When the electrically conducting element 31 becomes dirty and loses its elasticity and electrical characteristic after being repeatedly subjected to the pressing forces, the electrically conducting element 31 needs to be replaced. With reference to FIG. 10, the electrical connection module 3 with the ineffective electrically conducting element 31 is directly taken out from the test base 2 by a hand tool or a robot and a new or an effective electrical connection module 3 is then mounted in the test base 2, or the electrical connection module 3 is directly taken out from the test base 2, the ineffective electrically conducting element 31 is then replaced with a new or an effective one and the electrical connection module 3 with the new electrically conducting element 31 is remounted in the test base 2. Consequently, idle time or dead time of test apparatuses is shortened and test efficiency is enhanced because operators can easily and rapidly detach the electrical connection module 3 from the test base 2 and detach the electrically conducting element 31 from the electrical connection module 3.

Even though numerous characteristics and advantages of the present invention have been set forth in the foregoing description, together with details of the structure and features of the invention, the disclosure is illustrative only. Changes may be made in the details, especially in matters of shape, size, and arrangement of parts within the principles of the invention to the full extent indicated by the broad general meaning of the terms in which the appended claims are expressed.

Claims

1. A test socket comprising:

a test base including a top surface; a bottom surface; and a mounting hole formed through the test base and extending from the top surface to the bottom surface of the test base; and

at least one electrical connection module detachably mounted in the test base and each one of the at least one electrical connection module including a frame detachably mounted in the mounting hole of the test base and having a top surface; a bottom surface; a receiving hole formed through the frame and extending from the top surface to the bottom surface of the frame; and an electrically conducting element detachably mounted on a bottom of the frame and having multiple input and output terminals.

2. The test socket as claimed in claim 1, wherein the electrically conducting element is held on the frame by recesses receiving protrusions.

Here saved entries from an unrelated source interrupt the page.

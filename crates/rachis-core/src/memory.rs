//! # memory
//!
//! why: run the engine without a disk, for tests and embedded single-process clusters
//! relations: implements the storage.rs and state_machine.rs contracts
//! what: MemoryLogStore, MemorySnapshotStore, KvStateMachine with its KvCommand

use std::collections::{BTreeMap, VecDeque};

use serde::{Deserialize, Serialize};

use crate::error::StorageError;
use crate::log::LogEntry;
use crate::state_machine::StateMachine;
use crate::storage::{check_contiguous, LogStore, Snapshot, SnapshotStore, Vote};
use crate::{LogIndex, Term};

/// In-memory log store. Nothing survives the process.
#[derive(Debug, Default, Clone)]
pub struct MemoryLogStore {
    vote: Vote,
    entries: VecDeque<LogEntry>,
    purged: (LogIndex, Term),
}

impl MemoryLogStore {
    pub fn new() -> Self {
        Self::default()
    }

    fn position(&self, index: LogIndex) -> Option<usize> {
        if index <= self.purged.0 {
            return None;
        }
        let pos = (index - self.purged.0 - 1) as usize;
        (pos < self.entries.len()).then_some(pos)
    }
}

impl LogStore for MemoryLogStore {
    fn save_vote(&mut self, vote: &Vote) -> Result<(), StorageError> {
        self.vote = *vote;
        Ok(())
    }

    fn load_vote(&self) -> Result<Vote, StorageError> {
        Ok(self.vote)
    }

    fn append(&mut self, entries: &[LogEntry]) -> Result<(), StorageError> {
        check_contiguous(self.last_index_and_term()?.0, entries)?;
        self.entries.extend(entries.iter().cloned());
        Ok(())
    }

    fn entries_from(&self, index: LogIndex, max: u64) -> Result<Vec<LogEntry>, StorageError> {
        let Some(start) = self.position(index) else {
            return Ok(Vec::new());
        };
        Ok(self.entries.iter().skip(start).take(max as usize).cloned().collect())
    }

    fn entry(&self, index: LogIndex) -> Result<Option<LogEntry>, StorageError> {
        Ok(self.position(index).map(|pos| self.entries[pos].clone()))
    }

    fn truncate_from(&mut self, index: LogIndex) -> Result<(), StorageError> {
        let keep = index.saturating_sub(self.purged.0 + 1) as usize;
        self.entries.truncate(keep);
        Ok(())
    }

    fn purge_to(&mut self, index: LogIndex, term: Term) -> Result<(), StorageError> {
        if index <= self.purged.0 {
            return Ok(());
        }
        while self.entries.front().is_some_and(|e| e.index <= index) {
            self.entries.pop_front();
        }
        // Purging past our last entry (snapshot install) leaves an empty log.
        if self.entries.front().is_some_and(|e| e.index != index + 1) {
            self.entries.clear();
        }
        self.purged = (index, term);
        Ok(())
    }

    fn last_index_and_term(&self) -> Result<(LogIndex, Term), StorageError> {
        Ok(self.entries.back().map_or(self.purged, |e| (e.index, e.term)))
    }

    fn purged(&self) -> (LogIndex, Term) {
        self.purged
    }
}

/// In-memory snapshot store.
#[derive(Debug, Default, Clone)]
pub struct MemorySnapshotStore {
    snapshot: Option<Snapshot>,
}

impl MemorySnapshotStore {
    pub fn new() -> Self {
        Self::default()
    }
}

impl SnapshotStore for MemorySnapshotStore {
    fn save(&mut self, snapshot: &Snapshot) -> Result<(), StorageError> {
        self.snapshot = Some(snapshot.clone());
        Ok(())
    }

    fn load(&self) -> Result<Option<Snapshot>, StorageError> {
        Ok(self.snapshot.clone())
    }
}

/// Commands understood by `KvStateMachine`, json-encoded in entry payloads.
#[derive(Debug, Clone, PartialEq, Eq, Serialize, Deserialize)]
pub enum KvCommand {
    Set { key: String, value: String },
    Delete { key: String },
}

impl KvCommand {
    pub fn set(key: impl Into<String>, value: impl Into<String>) -> Self {
        Self::Set { key: key.into(), value: value.into() }
    }

    pub fn encode(&self) -> Vec<u8> {
        // A map of two strings always serializes.
        serde_json::to_vec(self).unwrap_or_default()
    }
}

/// A small key/value state machine.
#[derive(Debug, Default, Clone, PartialEq, Eq)]
pub struct KvStateMachine {
    data: BTreeMap<String, String>,
    applied: u64,
}

impl KvStateMachine {
    pub fn new() -> Self {
        Self::default()
    }

    pub fn get(&self, key: &str) -> Option<&str> {
        self.data.get(key).map(String::as_str)
    }

    pub fn len(&self) -> usize {
        self.data.len()
    }

    pub fn is_empty(&self) -> bool {
        self.data.is_empty()
    }

    /// Number of commands applied since creation or the last restore.
    pub fn applied_count(&self) -> u64 {
        self.applied
    }
}

impl StateMachine for KvStateMachine {
    fn apply(&mut self, entry: &LogEntry) -> Result<Vec<u8>, String> {
        let command: KvCommand =
            serde_json::from_slice(&entry.payload).map_err(|e| format!("bad command: {e}"))?;
        self.applied += 1;
        match command {
            KvCommand::Set { key, value } => {
                let previous = self.data.insert(key, value);
                Ok(previous.unwrap_or_default().into_bytes())
            }
            KvCommand::Delete { key } => match self.data.remove(&key) {
                Some(previous) => Ok(previous.into_bytes()),
                None => Err(format!("no such key: {key}")),
            },
        }
    }

    fn take_snapshot(&mut self) -> Result<Vec<u8>, String> {
        serde_json::to_vec(&self.data).map_err(|e| e.to_string())
    }

    fn restore(&mut self, data: &[u8]) -> Result<(), String> {
        self.data = serde_json::from_slice(data).map_err(|e| e.to_string())?;
        self.applied = 0;
        Ok(())
    }
}
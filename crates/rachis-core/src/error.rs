//! # error
//!
//! why: give every failure mode of the engine and its collaborators a typed shape
//! relations: returned by storage.rs implementations, config.rs validation, node.rs
//! what: StorageError, ConfigError, RaftError, ProposeError

use crate::NodeId;
use thiserror::Error;

/// Failures reported by a log store or snapshot store.
#[derive(Debug, Error)]
pub enum StorageError {
    #[error("storage io error: {0}")]
    Io(#[from] std::io::Error),

    #[error("storage serialization error: {0}")]
    Serialization(#[from] serde_json::Error),

    #[error("storage is corrupt: {0}")]
    Corrupt(String),

    /// An append that would leave a gap (or overlap) in the log.
    #[error("non-contiguous append: expected index {expected}, got {got}")]
    NonContiguous { expected: u64, got: u64 },
}

/// Invalid engine configuration.
#[derive(Debug, Clone, PartialEq, Eq, Error)]
pub enum ConfigError {
    #[error("{0} must be greater than zero")]
    Zero(&'static str),

    #[error("election_timeout_min ({min}) is greater than election_timeout_max ({max})")]
    ElectionRange { min: u64, max: u64 },

    #[error("heartbeat_interval ({heartbeat}) must be below election_timeout_min ({min})")]
    HeartbeatTooSlow { heartbeat: u64, min: u64 },

    #[error("tick_ms ({tick}) must not exceed heartbeat_interval ({heartbeat})")]
    TickTooCoarse { tick: u64, heartbeat: u64 },

    #[error("invalid config document: {0}")]
    Parse(String),
}

/// Errors that abort the operation the engine was performing.
///
/// Nothing that depends on the failed write is ever sent to a peer.
#[derive(Debug, Error)]
pub enum RaftError {
    #[error(transparent)]
    Storage(#[from] StorageError),

    #[error(transparent)]
    Config(#[from] ConfigError),

    #[error("state machine failure: {0}")]
    StateMachine(String),
}

/// Reasons a client proposal is refused by the engine.
#[derive(Debug, Error)]
pub enum ProposeError {
    #[error("not the leader, leader is {leader:?}")]
    NotLeader { leader: Option<NodeId> },

    #[error("a topology change is already in progress")]
    TopologyChangeInProgress,

    #[error("leader has not yet committed an entry in its term")]
    LeaderNotReady,

    #[error("invalid topology: {0}")]
    InvalidTopology(String),

    #[error("topology is unchanged")]
    UnchangedTopology,

    #[error("leadership transfer in progress")]
    TransferInProgress,

    #[error("node {0} is not a voting member")]
    UnknownNode(NodeId),

    #[error(transparent)]
    Engine(#[from] RaftError),
}

impl From<StorageError> for ProposeError {
    fn from(e: StorageError) -> Self {
        ProposeError::Engine(RaftError::Storage(e))
    }
}
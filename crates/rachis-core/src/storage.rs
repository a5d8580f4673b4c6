//! # storage
//!
//! why: describe the durability contract the engine needs without fixing a disk format
//! relations: implemented by memory.rs (tests) and the rachis-storage crate (files)
//! what: LogStore and SnapshotStore traits, Vote and Snapshot records

use serde::{Deserialize, Serialize};

use crate::error::StorageError;
use crate::log::LogEntry;
use crate::topology::Topology;
use crate::{LogIndex, NodeId, Term};

/// The persisted vote record. At most one candidate per term.
#[derive(Debug, Clone, Copy, Default, PartialEq, Eq, Serialize, Deserialize)]
pub struct Vote {
    pub term: Term,
    pub voted_for: Option<NodeId>,
}

/// A state machine image covering every entry up to `last_included_index`.
#[derive(Debug, Clone, PartialEq, Eq, Serialize, Deserialize)]
pub struct Snapshot {
    pub last_included_index: LogIndex,
    pub last_included_term: Term,
    /// Membership committed as of `last_included_index`.
    pub topology: Topology,
    pub data: Vec<u8>,
}

/// Durable storage for the term, the vote and the log entries.
///
/// Every method that returns `Ok` must have made its change durable.
pub trait LogStore: Send {
    /// persist the current term and vote
    fn save_vote(&mut self, vote: &Vote) -> Result<(), StorageError>;

    /// load the persisted vote, or the default for a fresh node
    fn load_vote(&self) -> Result<Vote, StorageError>;

    /// append entries; the first must directly follow the current last index
    fn append(&mut self, entries: &[LogEntry]) -> Result<(), StorageError>;

    /// up to `max` entries starting at `index`, in order
    fn entries_from(&self, index: LogIndex, max: u64) -> Result<Vec<LogEntry>, StorageError>;

    fn entry(&self, index: LogIndex) -> Result<Option<LogEntry>, StorageError>;

    /// remove every entry with index >= `index` (conflict resolution)
    fn truncate_from(&mut self, index: LogIndex) -> Result<(), StorageError>;

    /// remove every entry with index <= `index` and remember `(index, term)`
    fn purge_to(&mut self, index: LogIndex, term: Term) -> Result<(), StorageError>;

    /// last stored index and term, or the purge point when no entries remain
    fn last_index_and_term(&self) -> Result<(LogIndex, Term), StorageError>;

    /// the last purged `(index, term)`, `(0, 0)` if nothing was purged
    fn purged(&self) -> (LogIndex, Term);

    fn first_index(&self) -> LogIndex {
        self.purged().0 + 1
    }
}

/// Durable storage for the latest state machine snapshot.
pub trait SnapshotStore: Send {
    /// atomically replace the stored snapshot
    fn save(&mut self, snapshot: &Snapshot) -> Result<(), StorageError>;

    fn load(&self) -> Result<Option<Snapshot>, StorageError>;
}

/// Check that `entries` extend a log ending at `last_index` without gaps.
///
/// Shared by every LogStore implementation.
pub fn check_contiguous(last_index: LogIndex, entries: &[LogEntry]) -> Result<(), StorageError> {
    let mut expected = last_index + 1;
    for entry in entries {
        if entry.index != expected {
            return Err(StorageError::NonContiguous { expected, got: entry.index });
        }
        expected += 1;
    }
    Ok(())
}
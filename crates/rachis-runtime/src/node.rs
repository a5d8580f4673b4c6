//! # node
//!
//! why: run one engine on tokio, serializing ticks, messages and client requests through a single queue
//! relations: owns a rachis-core RaftNode over any LogStore (rachis-storage files or memory); sends through transport.rs
//! what: Event, NodeOptions, RaftHandle (client api), the per-node event loop and its proposal waiters

use std::collections::BTreeMap;
use std::path::Path;
use std::sync::Arc;
use std::time::Duration;

use parking_lot::Mutex;
use rachis_core::{
    Applied, ConfigError, LogIndex, LogStore, NodeId, NodeStatus, RaftConfig, RaftError, RaftNode, SnapshotStore,
    StateMachine, Term, Topology,
};
use serde::{Deserialize, Serialize};
use tokio::sync::{mpsc, oneshot};
use tokio::task::JoinHandle;
use tokio::time::MissedTickBehavior;
use tracing::{debug, error, info, Instrument};

use crate::error::ClientError;
use crate::transport::Transport;

type Reply<T> = oneshot::Sender<Result<T, ClientError>>;

/// Everything a node task reacts to. The task handles one event at a time.
pub enum Event {
    Tick,
    Message(rachis_core::Envelope),
    Propose { payload: Vec<u8>, reply: Reply<Vec<u8>> },
    ProposeTopology { topology: Topology, reply: Reply<LogIndex> },
    TransferLeadership { target: NodeId, reply: Reply<()> },
    Status { reply: oneshot::Sender<NodeStatus> },
    Shutdown,
}

/// Settings for one hosted node.
#[derive(Debug, Clone, PartialEq, Eq, Serialize, Deserialize)]
pub struct NodeOptions {
    pub id: NodeId,
    /// Membership used when storage holds none yet.
    pub topology: Topology,
    #[serde(default)]
    pub config: RaftConfig,
    /// How long a client waits for its request to be applied.
    #[serde(default = "default_proposal_timeout")]
    pub proposal_timeout_ms: u64,
}

fn default_proposal_timeout() -> u64 {
    5000
}

impl NodeOptions {
    pub fn new(id: NodeId, topology: Topology) -> Self {
        Self { id, topology, config: RaftConfig::default(), proposal_timeout_ms: default_proposal_timeout() }
    }

    pub fn from_json(json: &str) -> Result<Self, ConfigError> {
        let options: Self = serde_json::from_str(json).map_err(|e| ConfigError::Parse(e.to_string()))?;
        options.config.validate()?;
        if options.proposal_timeout_ms == 0 {
            return Err(ConfigError::Zero("proposal_timeout_ms"));
        }
        Ok(options)
    }
}

/// Client side of a running node. Cheap to clone; every clone talks to the same task.
#[derive(Clone)]
pub struct RaftHandle {
    id: NodeId,
    events: mpsc::UnboundedSender<Event>,
    proposal_timeout: Duration,
    task: Arc<Mutex<Option<JoinHandle<()>>>>,
}

impl RaftHandle {
    /// Start a node task. Its messages go out through `transport`; inbound
    /// messages are delivered by feeding `Event::Message` to `sender()`.
    pub fn spawn<M: StateMachine + 'static>(
        options: NodeOptions,
        log: Box<dyn LogStore>,
        snapshots: Box<dyn SnapshotStore>,
        state_machine: M,
        transport: Arc<dyn Transport>,
    ) -> Result<Self, RaftError> {
        let node = RaftNode::new(options.id, options.config.clone(), options.topology, log, snapshots, state_machine)?;
        let (events, queue) = mpsc::unbounded_channel();
        let task = NodeTask {
            node,
            events: queue,
            transport,
            waiters: BTreeMap::new(),
            tick: Duration::from_millis(options.config.tick_ms),
            was_leader: false,
        };
        let span = tracing::info_span!("rachis", node = options.id);
        let join = tokio::spawn(task.run().instrument(span));
        Ok(Self {
            id: options.id,
            events,
            proposal_timeout: Duration::from_millis(options.proposal_timeout_ms),
            task: Arc::new(Mutex::new(Some(join))),
        })
    }

    /// Start a node whose log, vote and snapshots live in `dir`.
    pub fn spawn_with_files<M: StateMachine + 'static>(
        options: NodeOptions,
        dir: impl AsRef<Path>,
        state_machine: M,
        transport: Arc<dyn Transport>,
    ) -> Result<Self, RaftError> {
        let (log, snapshots) = rachis_storage::open(dir)?;
        Self::spawn(options, Box::new(log), Box::new(snapshots), state_machine, transport)
    }

    pub fn id(&self) -> NodeId {
        self.id
    }

    /// The event queue, for a transport to deliver inbound messages.
    pub fn sender(&self) -> mpsc::UnboundedSender<Event> {
        self.events.clone()
    }

    /// Replicate `payload` and wait until it is applied. Returns the state
    /// machine's result for it.
    pub async fn propose(&self, payload: Vec<u8>) -> Result<Vec<u8>, ClientError> {
        let (reply, rx) = oneshot::channel();
        self.send(Event::Propose { payload, reply })?;
        self.wait(rx).await
    }

    /// Change the membership and wait until the change is applied.
    pub async fn propose_topology(&self, topology: Topology) -> Result<LogIndex, ClientError> {
        let (reply, rx) = oneshot::channel();
        self.send(Event::ProposeTopology { topology, reply })?;
        self.wait(rx).await
    }

    /// Ask the leader to hand leadership to `target`. Returns once the
    /// transfer has started.
    pub async fn transfer_leadership(&self, target: NodeId) -> Result<(), ClientError> {
        let (reply, rx) = oneshot::channel();
        self.send(Event::TransferLeadership { target, reply })?;
        self.wait(rx).await
    }

    pub async fn status(&self) -> Result<NodeStatus, ClientError> {
        let (reply, rx) = oneshot::channel();
        self.send(Event::Status { reply })?;
        rx.await.map_err(|_| ClientError::Shutdown)
    }

    /// Stop the task and wait for it to finish. Pending requests fail with
    /// `Shutdown`.
    pub async fn shutdown(&self) {
        let _ = self.events.send(Event::Shutdown);
        let join = self.task.lock().take();
        if let Some(join) = join {
            if let Err(e) = join.await {
                error!(node = self.id, "node task failed: {e}");
            }
        }
    }

    fn send(&self, event: Event) -> Result<(), ClientError> {
        self.events.send(event).map_err(|_| ClientError::Shutdown)
    }

    async fn wait<T>(&self, rx: oneshot::Receiver<Result<T, ClientError>>) -> Result<T, ClientError> {
        match tokio::time::timeout(self.proposal_timeout, rx).await {
            Ok(Ok(result)) => result,
            Ok(Err(_)) => Err(ClientError::Shutdown),
            Err(_) => Err(ClientError::Timeout),
        }
    }
}

/// A proposal appended at some index, waiting for that index to be applied.
struct Waiter {
    term: Term,
    reply: WaiterReply,
}

enum WaiterReply {
    Command(Reply<Vec<u8>>),
    Topology(Reply<LogIndex>),
}

impl Waiter {
    fn resolve(self, applied: Option<&Applied>) {
        let outcome = match applied {
            Some(applied) if applied.term == self.term => Ok(applied),
            _ => Err(ClientError::LeaderChanged),
        };
        // a client that gave up has dropped its receiver
        match self.reply {
            WaiterReply::Command(reply) => {
                let result = outcome.and_then(|a| a.result.clone().map_err(ClientError::Rejected));
                let _ = reply.send(result);
            }
            WaiterReply::Topology(reply) => {
                let _ = reply.send(outcome.map(|a| a.index));
            }
        }
    }

    fn fail(self, error: ClientError) {
        match self.reply {
            WaiterReply::Command(reply) => {
                let _ = reply.send(Err(error));
            }
            WaiterReply::Topology(reply) => {
                let _ = reply.send(Err(error));
            }
        }
    }
}

struct NodeTask<M: StateMachine> {
    node: RaftNode<M>,
    events: mpsc::UnboundedReceiver<Event>,
    transport: Arc<dyn Transport>,
    waiters: BTreeMap<LogIndex, Waiter>,
    tick: Duration,
    was_leader: bool,
}

impl<M: StateMachine + 'static> NodeTask<M> {
    async fn run(mut self) {
        info!("node task started");
        let mut interval = tokio::time::interval(self.tick);
        interval.set_missed_tick_behavior(MissedTickBehavior::Delay);
        loop {
            let event = tokio::select! {
                _ = interval.tick() => Event::Tick,
                event = self.events.recv() => match event {
                    Some(event) => event,
                    None => break,
                },
            };
            if matches!(event, Event::Shutdown) {
                break;
            }
            if let Err(e) = self.handle(event) {
                // nothing depending on the failed write was sent; the next event retries
                error!(term = self.node.current_term(), "engine error: {e}");
            }
            self.flush();
        }
        for (_, waiter) in std::mem::take(&mut self.waiters) {
            waiter.fail(ClientError::Shutdown);
        }
        info!("node task stopped");
    }

    fn handle(&mut self, event: Event) -> Result<(), RaftError> {
        match event {
            Event::Tick => self.node.tick(),
            Event::Message(envelope) => self.node.step(envelope.from, envelope.message),
            Event::Propose { payload, reply } => {
                match self.node.propose(payload) {
                    Ok(index) => self.wait_for(index, WaiterReply::Command(reply)),
                    Err(e) => {
                        let _ = reply.send(Err(e.into()));
                    }
                }
                Ok(())
            }
            Event::ProposeTopology { topology, reply } => {
                match self.node.propose_topology(topology) {
                    Ok(index) => self.wait_for(index, WaiterReply::Topology(reply)),
                    Err(e) => {
                        let _ = reply.send(Err(e.into()));
                    }
                }
                Ok(())
            }
            Event::TransferLeadership { target, reply } => {
                let _ = reply.send(self.node.transfer_leadership(target).map_err(ClientError::from));
                Ok(())
            }
            Event::Status { reply } => {
                let _ = reply.send(self.node.status());
                Ok(())
            }
            Event::Shutdown => Ok(()),
        }
    }

    fn wait_for(&mut self, index: LogIndex, reply: WaiterReply) {
        let waiter = Waiter { term: self.node.current_term(), reply };
        if let Some(stale) = self.waiters.insert(index, waiter) {
            // an index is reused only after its entry was overwritten
            stale.fail(ClientError::LeaderChanged);
        }
    }

    /// Ship outbound messages and settle proposals whose entries were applied.
    fn flush(&mut self) {
        for envelope in self.node.take_messages() {
            self.transport.send(envelope);
        }
        for applied in self.node.take_applied() {
            if let Some(waiter) = self.waiters.remove(&applied.index) {
                waiter.resolve(Some(&applied));
            }
        }

        let is_leader = self.node.is_leader();
        if self.was_leader && !is_leader {
            debug!(term = self.node.current_term(), pending = self.waiters.len(), "lost leadership");
            for (_, waiter) in std::mem::take(&mut self.waiters) {
                waiter.resolve(None);
            }
        }
        self.was_leader = is_leader;
    }
}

3. The test socket as claimed in claim 1, wherein the electrically conducting element is held on the frame by hooks of the frame engaging the electrically conducting element.

4. The test socket as claimed in claim 1, wherein the electrically conducting element is held on the frame by screws.

5. The test socket as claimed in claim 1, wherein the electrically conducting element is held on the frame by elastomers mounted on the bottom surface of the frame and abutting sides of the electrically conducting element.

6. The test socket as claimed in claim 1, wherein the frame is held on the test base by a magnet.

7. The test socket as claimed in claim 2, wherein the frame is held on the test base by a magnet.

8. The test socket as claimed in claim 3, wherein the frame is held on the test base by a magnet.

9. The test socket as claimed in claim 4, wherein the frame is held on the test base by a magnet.

10. The test socket as claimed in claim 5, wherein the frame is held on the test base by a magnet.

11. The test socket as claimed in claim 1, wherein the frame is held on the test base by at least one positioning pin inserted into at least one positioning hole.

12. The test socket as claimed in claim 2, wherein the frame is held on the test base by at least one positioning pin inserted into at least one positioning hole.

13. The test socket as claimed in claim 3, wherein the frame is held on the test base by at least one positioning pin inserted into at least one positioning hole.

14. The test socket as claimed in claim 4, wherein the frame is held on the test base by at least one positioning pin inserted into at least one positioning hole.

15. The test socket as claimed in claim 5, wherein the frame is held on the test base by at least one positioning pin inserted into at least one positioning hole.